Di Alfredo Mantovano
19 Ottobre 2022
Se la nuova legislatura intende veramente fare riforme tanto condivise quanto ineludibili, dovrà innanzitutto riequilibrare i poteri dello Stato all’interno di questo dicastero fondamentale
Statua della dea bendata della giustizia
Foto di Tingey Injury Law Firm per Unsplash

È uno dei non pochi settori per il quale le riforme sono indilazionabili: sia di quadro, fino a toccare taluni articoli della Costituzione, sia di dettaglio, per porre rimedio a disposizioni improvvide introdotte dagli ultimi due ministri. Lasciando da parte le questioni di dettaglio, il quadro generale è che, nonostante le divergenze esistenti fra lo schieramento politico che ha vinto le elezioni e quelli risultati perdenti, su come affrontarle in teoria dovrebbe esservi un consenso ben più ampio di quello conseguito dalla nuova maggioranza.
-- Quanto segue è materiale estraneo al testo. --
//! Regional generation aggregator for the Visayas peer-to-peer form.
//!
//! Every derived figure is a pure function of the leaf inputs and is rebuilt
//! in full on each change. There is no incremental bookkeeping.
//!
//! # Derivation order
//!
//! | Stage | Value | Formula |
//! |-------|-------|---------|
//! | 1 | leaf sources | geothermal, hydro, biomass, solar, wind, non-renewable |
//! | 2 | region renewable total | geothermal + hydro + biomass + solar + wind |
//! | 3 | region total | stage 2 + non-renewable |
//! | 4 | grand total | sum of stage 3 over all regions |
//!
//! Each stage reads only values produced by earlier stages of the same pass.
//!
//! # Example
//!
//! ```
//! use energy_core::calculations::{RegionalForm, recompute_all};
//! use energy_core::{EnergySource, Region};
//!
//! let mut form = RegionalForm::new();
//! form.set_year("2024");
//! form.set_source(Region::Cebu, EnergySource::Solar, "12.5");
//! form.set_source(Region::Cebu, EnergySource::Wind, "2.5");
//! form.set_non_renewable(Region::Cebu, "10");
//!
//! let totals = form.totals();
//! assert_eq!(totals.regions[&Region::Cebu].renewable_total, "15.00");
//! assert_eq!(totals.regions[&Region::Cebu].total, "25.00");
//! assert_eq!(totals.grand_total, "25.00");
//! assert_eq!(recompute_all(form.inputs()), *totals);
//! ```

use std::collections::BTreeMap;

use serde::{Deserialize, Serialize};
use serde_json::{Map, Value};
use tracing::debug;

use crate::calculations::common::{coerce_form_number, parse_form_year, parse_optional_number};
use crate::config::RegionalKeys;
use crate::format::fixed2;
use crate::models::{EnergySource, Region, RegionBreakdown, RegionalRecord};

/// Live form strings for one region.
#[derive(Debug, Clone, Default, PartialEq, Eq, Serialize, Deserialize)]
pub struct RegionInputs {
    pub geothermal: String,
    pub hydro: String,
    pub biomass: String,
    pub solar: String,
    pub wind: String,
    pub non_renewable: String,
}

impl RegionInputs {
    pub fn source(
        &self,
        source: EnergySource,
    ) -> &str {
        match source {
            EnergySource::Geothermal => &self.geothermal,
            EnergySource::Hydro => &self.hydro,
            EnergySource::Biomass => &self.biomass,
            EnergySource::Solar => &self.solar,
            EnergySource::Wind => &self.wind,
        }
    }

    fn source_mut(
        &mut self,
        source: EnergySource,
    ) -> &mut String {
        match source {
            EnergySource::Geothermal => &mut self.geothermal,
            EnergySource::Hydro => &mut self.hydro,
            EnergySource::Biomass => &mut self.biomass,
            EnergySource::Solar => &mut self.solar,
            EnergySource::Wind => &mut self.wind,
        }
    }

    fn from_breakdown(breakdown: &RegionBreakdown) -> Self {
        let text = |v: Option<f64>| v.map(|v| v.to_string()).unwrap_or_default();
        Self {
            geothermal: text(breakdown.geothermal),
            hydro: text(breakdown.hydro),
            biomass: text(breakdown.biomass),
            solar: text(breakdown.solar),
            wind: text(breakdown.wind),
            non_renewable: text(breakdown.non_renewable),
        }
    }

    fn to_breakdown(&self) -> RegionBreakdown {
        let mut breakdown = RegionBreakdown {
            non_renewable: parse_optional_number(&self.non_renewable),
            ..RegionBreakdown::default()
        };
        for source in EnergySource::ALL {
            breakdown.set_source(source, parse_optional_number(self.source(source)));
        }
        breakdown
    }
}

/// All leaf inputs of the regional form.
#[derive(Debug, Clone, PartialEq, Eq, Serialize, Deserialize)]
pub struct RegionalInputs {
    pub year: String,
    pub regions: BTreeMap<Region, RegionInputs>,
    pub consumption: String,
}

impl Default for RegionalInputs {
    fn default() -> Self {
        Self {
            year: String::new(),
            regions: Region::ALL
                .into_iter()
                .map(|region| (region, RegionInputs::default()))
                .collect(),
            consumption: String::new(),
        }
    }
}

/// Unformatted sums for one region.
#[derive(Debug, Clone, Copy, Default, PartialEq)]
pub struct RegionSums {
    pub renewable: f64,
    pub total: f64,
}

/// Unformatted sums for the whole grid.
#[derive(Debug, Clone, Default, PartialEq)]
pub struct GridSums {
    pub regions: BTreeMap<Region, RegionSums>,
    pub grand_total: f64,
}

/// Derived fields as stored and displayed: two-decimal strings.
#[derive(Debug, Clone, PartialEq, Eq, Serialize, Deserialize)]
pub struct RegionTotals {
    pub renewable_total: String,
    pub total: String,
}

#[derive(Debug, Clone, PartialEq, Eq, Serialize, Deserialize)]
pub struct RegionalTotals {
    pub regions: BTreeMap<Region, RegionTotals>,
    pub grand_total: String,
}

impl From<&GridSums> for RegionalTotals {
    fn from(sums: &GridSums) -> Self {
        Self {
            regions: sums
                .regions
                .iter()
                .map(|(region, s)| {
                    (
                        *region,
                        RegionTotals {
                            renewable_total: fixed2(s.renewable),
                            total: fixed2(s.total),
                        },
                    )
                })
                .collect(),
            grand_total: fixed2(sums.grand_total),
        }
    }
}

/// Stage 2 and 3 for one region.
fn region_sums(
    sources: [f64; 5],
    non_renewable: f64,
) -> RegionSums {
    let renewable: f64 = sources.iter().sum();
    RegionSums {
        renewable,
        total: renewable + non_renewable,
    }
}

/// Stage 4 over already-computed region sums.
fn grid_sums(regions: BTreeMap<Region, RegionSums>) -> GridSums {
    let grand_total = regions.values().map(|s| s.total).sum();
    GridSums {
        regions,
        grand_total,
    }
}

/// Recomputes every derived total from the form's leaf inputs.
///
/// Empty or non-numeric fields count as zero.
pub fn recompute_all(inputs: &RegionalInputs) -> RegionalTotals {
    let regions = Region::ALL
        .into_iter()
        .map(|region| {
            let sums = match inputs.regions.get(&region) {
                Some(r) => region_sums(
                    EnergySource::ALL.map(|source| coerce_form_number(r.source(source))),
                    coerce_form_number(&r.non_renewable),
                ),
                None => RegionSums::default(),
            };
            (region, sums)
        })
        .collect();

    RegionalTotals::from(&grid_sums(regions))
}

/// Computes the totals of a stored record. Missing values count as zero and
/// any totals the backend sent are ignored.
pub fn record_sums(record: &RegionalRecord) -> GridSums {
    let regions = Region::ALL
        .into_iter()
        .map(|region| {
            let sums = match record.region(region) {
                Some(b) => region_sums(
                    EnergySource::ALL.map(|source| b.source(source).unwrap_or(0.0)),
                    b.non_renewable.unwrap_or(0.0),
                ),
                None => RegionSums::default(),
            };
            (region, sums)
        })
        .collect();

    grid_sums(regions)
}

/// Reactive form state: leaf inputs plus totals that are always current.
///
/// Every setter mutates one leaf and recomputes before returning, so no
/// caller can observe a partially updated set of totals.
#[derive(Debug, Clone, PartialEq)]
pub struct RegionalForm {
    id: Option<String>,
    inputs: RegionalInputs,
    totals: RegionalTotals,
}

impl Default for RegionalForm {
    fn default() -> Self {
        Self::new()
    }
}

impl RegionalForm {
    pub fn new() -> Self {
        Self::with_inputs(None, RegionalInputs::default())
    }

    fn with_inputs(
        id: Option<String>,
        inputs: RegionalInputs,
    ) -> Self {
        let totals = recompute_all(&inputs);
        Self { id, inputs, totals }
    }

    /// Loads an existing record for editing.
    pub fn from_record(record: &RegionalRecord) -> Self {
        let regions = Region::ALL
            .into_iter()
            .map(|region| {
                let inputs = record
                    .region(region)
                    .map(RegionInputs::from_breakdown)
                    .unwrap_or_default();
                (region, inputs)
            })
            .collect();

        let inputs = RegionalInputs {
            year: record.year.to_string(),
            regions,
            consumption: record.consumption.map(|v| v.to_string()).unwrap_or_default(),
        };
        Self::with_inputs(record.id.clone(), inputs)
    }

    pub fn id(&self) -> Option<&str> {
        self.id.as_deref()
    }

    pub fn inputs(&self) -> &RegionalInputs {
        &self.inputs
    }

    pub fn totals(&self) -> &RegionalTotals {
        &self.totals
    }

    pub fn set_year(
        &mut self,
        year: impl Into<String>,
    ) {
        self.inputs.year = year.into();
        self.recompute();
    }

    pub fn set_consumption(
        &mut self,
        value: impl Into<String>,
    ) {
        self.inputs.consumption = value.into();
        self.recompute();
    }

    pub fn set_source(
        &mut self,
        region: Region,
        source: EnergySource,
        value: impl Into<String>,
    ) {
        *self.inputs.regions.entry(region).or_default().source_mut(source) = value.into();
        self.recompute();
    }

    pub fn set_non_renewable(
        &mut self,
        region: Region,
        value: impl Into<String>,
    ) {
        self.inputs.regions.entry(region).or_default().non_renewable = value.into();
        self.recompute();
    }

    fn recompute(&mut self) {
        self.totals = recompute_all(&self.inputs);
        debug!(grand_total = %self.totals.grand_total, "regional totals recomputed");
    }

    /// Validates that the form can be submitted.
    ///
    /// Rules:
    /// - year is required
    /// - year must be a whole number
    pub fn validate_for_submit(&self) -> Result<(), Vec<String>> {
        let mut errors = Vec::new();

        if self.inputs.year.trim().is_empty() {
            errors.push("Year is required.".to_string());
        } else if parse_form_year(&self.inputs.year).is_none() {
            errors.push("Year must be a whole number.".to_string());
        }

        if errors.is_empty() {
            Ok(())
        } else {
            Err(errors)
        }
    }

    /// Converts the form into a record. Totals are not part of a record.
    pub fn to_record(&self) -> Result<RegionalRecord, Vec<String>> {
        self.validate_for_submit()?;
        let year = parse_form_year(&self.inputs.year)
            .ok_or_else(|| vec!["Year must be a whole number.".to_string()])?;

        Ok(RegionalRecord {
            id: self.id.clone(),
            year,
            regions: self
                .inputs
                .regions
                .iter()
                .map(|(region, inputs)| (*region, inputs.to_breakdown()))
                .collect(),
            consumption: parse_optional_number(&self.inputs.consumption),
        })
    }

    /// Builds the wire body for `/api/peertopeer/records`.
    ///
    /// Totals are recomputed here rather than taken from `self.totals`.
    pub fn to_payload(
        &self,
        keys: &RegionalKeys,
    ) -> Result<Map<String, Value>, Vec<String>> {
        let record = self.to_record()?;
        let totals = recompute_all(&self.inputs);
        Ok(record_payload(&record, &totals, keys))
    }
}

pub(crate) fn number_or_null(value: Option<f64>) -> Value {
    value
        .and_then(serde_json::Number::from_f64)
        .map(Value::Number)
        .unwrap_or(Value::Null)
}

fn record_payload(
    record: &RegionalRecord,
    totals: &RegionalTotals,
    keys: &RegionalKeys,
) -> Map<String, Value> {
    let mut body = Map::new();
    body.insert(keys.year_key.clone(), Value::from(record.year));

    for region in Region::ALL {
        let breakdown = record.region(region).cloned().unwrap_or_default();
        for source in EnergySource::ALL {
            body.insert(keys.source(region, source), number_or_null(breakdown.source(source)));
        }
        body.insert(keys.non_renewable(region), number_or_null(breakdown.non_renewable));

        if let Some(region_totals) = totals.regions.get(&region) {
            body.insert(
                keys.renewable_total(region),
                Value::from(region_totals.renewable_total.clone()),
            );
            body.insert(keys.region_total(region), Value::from(region_totals.total.clone()));
        }
    }

    body.insert(keys.grand_total(), Value::from(totals.grand_total.clone()));
    body.insert(keys.consumption(), number_or_null(record.consumption));
    body
}
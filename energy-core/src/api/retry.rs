use std::future::Future;
use std::time::Duration;

use tracing::warn;

use super::error::ApiError;
use crate::config::RetryPolicy;

/// Runs `op`, retrying transient failures up to `policy.max_retries` times
/// with a fixed delay. Non-transient errors return immediately.
pub async fn with_retry<T, F, Fut>(
    policy: &RetryPolicy,
    label: &str,
    mut op: F,
) -> Result<T, ApiError>
where
    F: FnMut() -> Fut,
    Fut: Future<Output = Result<T, ApiError>>,
{
    let mut attempt = 0;
    loop {
        match op().await {
            Err(err) if err.is_transient() && attempt < policy.max_retries => {
                attempt += 1;
                warn!(
                    operation = label,
                    attempt,
                    max_retries = policy.max_retries,
                    error = %err,
                    "transient failure, retrying"
                );
                tokio::time::sleep(Duration::from_millis(policy.delay_ms)).await;
            }
            result => return result,
        }
    }
}
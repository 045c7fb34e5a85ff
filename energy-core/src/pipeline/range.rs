//! Inclusive year-window filter shared by the table and the chart.

use serde::{Deserialize, Serialize};

use crate::models::{EnergyRecord, RecommendationRecord, RegionalRecord};

/// Anything keyed by a year.
pub trait Yearly {
    fn year(&self) -> i32;
}

impl Yearly for EnergyRecord {
    fn year(&self) -> i32 {
        self.year
    }
}

impl Yearly for RegionalRecord {
    fn year(&self) -> i32 {
        self.year
    }
}

impl Yearly for RecommendationRecord {
    fn year(&self) -> i32 {
        self.year
    }
}

/// An inclusive `[start, end]` window. `start > end` is kept as given and
/// matches nothing.
#[derive(Debug, Clone, Copy, PartialEq, Eq, Serialize, Deserialize)]
pub struct YearRange {
    pub start: i32,
    pub end: i32,
}

impl YearRange {
    pub fn new(
        start: i32,
        end: i32,
    ) -> Self {
        Self { start, end }
    }

    /// Coerces user-entered bounds to integers. `None` if either is not one.
    pub fn parse(
        start: &str,
        end: &str,
    ) -> Option<Self> {
        let start = start.trim().parse().ok()?;
        let end = end.trim().parse().ok()?;
        Some(Self { start, end })
    }

    pub fn contains(
        &self,
        year: i32,
    ) -> bool {
        self.start <= year && year <= self.end
    }
}

/// Records with `start <= year <= end`, in input order, as a new vector.
pub fn filter_by_range<T: Yearly + Clone>(
    records: &[T],
    start: i32,
    end: i32,
) -> Vec<T> {
    let range = YearRange::new(start, end);
    records
        .iter()
        .filter(|r| range.contains(r.year()))
        .cloned()
        .collect()
}

#[cfg(test)]
mod tests {
    use pretty_assertions::assert_eq;

    use super::*;

    fn record(year: i32) -> EnergyRecord {
        EnergyRecord {
            year,
            value: None,
            is_predicted: false,
            id: format!("r{year}"),
            non_renewable_energy: None,
            population: None,
            gdp: None,
        }
    }

    fn years(records: &[EnergyRecord]) -> Vec<i32> {
        records.iter().map(|r| r.year).collect()
    }

    #[test]
    fn filter_is_inclusive_on_both_ends() {
        let records: Vec<_> = (2018..=2024).map(record).collect();

        assert_eq!(years(&filter_by_range(&records, 2019, 2021)), vec![2019, 2020, 2021]);
    }

    #[test]
    fn single_year_window_returns_that_year() {
        let records = vec![record(2020), record(2021), record(2020)];

        assert_eq!(years(&filter_by_range(&records, 2020, 2020)), vec![2020, 2020]);
    }

    #[test]
    fn inverted_window_is_empty() {
        let records: Vec<_> = (2015..=2035).map(record).collect();

        assert!(filter_by_range(&records, 2030, 2020).is_empty());
    }

    #[test]
    fn filter_does_not_touch_input() {
        let records = vec![record(2010), record(2020)];

        let filtered = filter_by_range(&records, 2015, 2025);

        assert_eq!(records.len(), 2);
        assert_eq!(years(&filtered), vec![2020]);
    }

    #[test]
    fn parse_coerces_bounds() {
        assert_eq!(YearRange::parse(" 2020", "2030 "), Some(YearRange::new(2020, 2030)));
        assert_eq!(YearRange::parse("2020", "soon"), None);
    }
}
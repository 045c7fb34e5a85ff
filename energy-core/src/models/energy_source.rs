use std::fmt;

use serde::{Deserialize, Serialize};

/// Renewable generation sources tracked by the dashboard.
#[derive(Debug, Clone, Copy, PartialEq, Eq, PartialOrd, Ord, Hash, Serialize, Deserialize)]
#[serde(rename_all = "lowercase")]
pub enum EnergySource {
    Geothermal,
    Hydro,
    Biomass,
    Solar,
    Wind,
}

impl EnergySource {
    pub const ALL: [EnergySource; 5] = [
        Self::Geothermal,
        Self::Hydro,
        Self::Biomass,
        Self::Solar,
        Self::Wind,
    ];

    /// Path segment used by `/api/predictions/{source}/`.
    pub fn slug(&self) -> &'static str {
        match self {
            Self::Geothermal => "geothermal",
            Self::Hydro => "hydropower",
            Self::Biomass => "biomass",
            Self::Solar => "solar",
            Self::Wind => "wind",
        }
    }

    /// Display name, also the source part of the regional wire keys.
    pub fn name(&self) -> &'static str {
        match self {
            Self::Geothermal => "Geothermal",
            Self::Hydro => "Hydro",
            Self::Biomass => "Biomass",
            Self::Solar => "Solar",
            Self::Wind => "Wind",
        }
    }

    /// Key of the primary metric in historical backend records.
    pub fn wire_label(&self) -> &'static str {
        match self {
            Self::Geothermal => "Geothermal (GWh)",
            Self::Hydro => "Hydropower (GWh)",
            Self::Biomass => "Biomass (GWh)",
            Self::Solar => "Solar (GWh)",
            Self::Wind => "Wind (GWh)",
        }
    }

    /// Accepts either the slug or the display name, case-insensitively.
    pub fn parse(s: &str) -> Option<Self> {
        let needle = s.trim().to_ascii_lowercase();
        Self::ALL
            .into_iter()
            .find(|source| source.slug() == needle || source.name().to_ascii_lowercase() == needle)
    }
}

impl fmt::Display for EnergySource {
    fn fmt(
        &self,
        f: &mut fmt::Formatter<'_>,
    ) -> fmt::Result {
        f.write_str(self.name())
    }
}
È da almeno un quarto di secolo, cioè dalla Commissione bicamerale presieduta da D’Alema, che quasi tutte le forze politiche convergono su:
1) una vera e formale separazione delle carriere, a 33 anni dall’entrata in vigore di un codice di procedura penale che ha trasformato il pubblico ministero in una parte, se pure pubblica, certamente non assimilabile al giudice. La riforma Cartabia ha compiuto un passo ulteriore rispetto alla riforma...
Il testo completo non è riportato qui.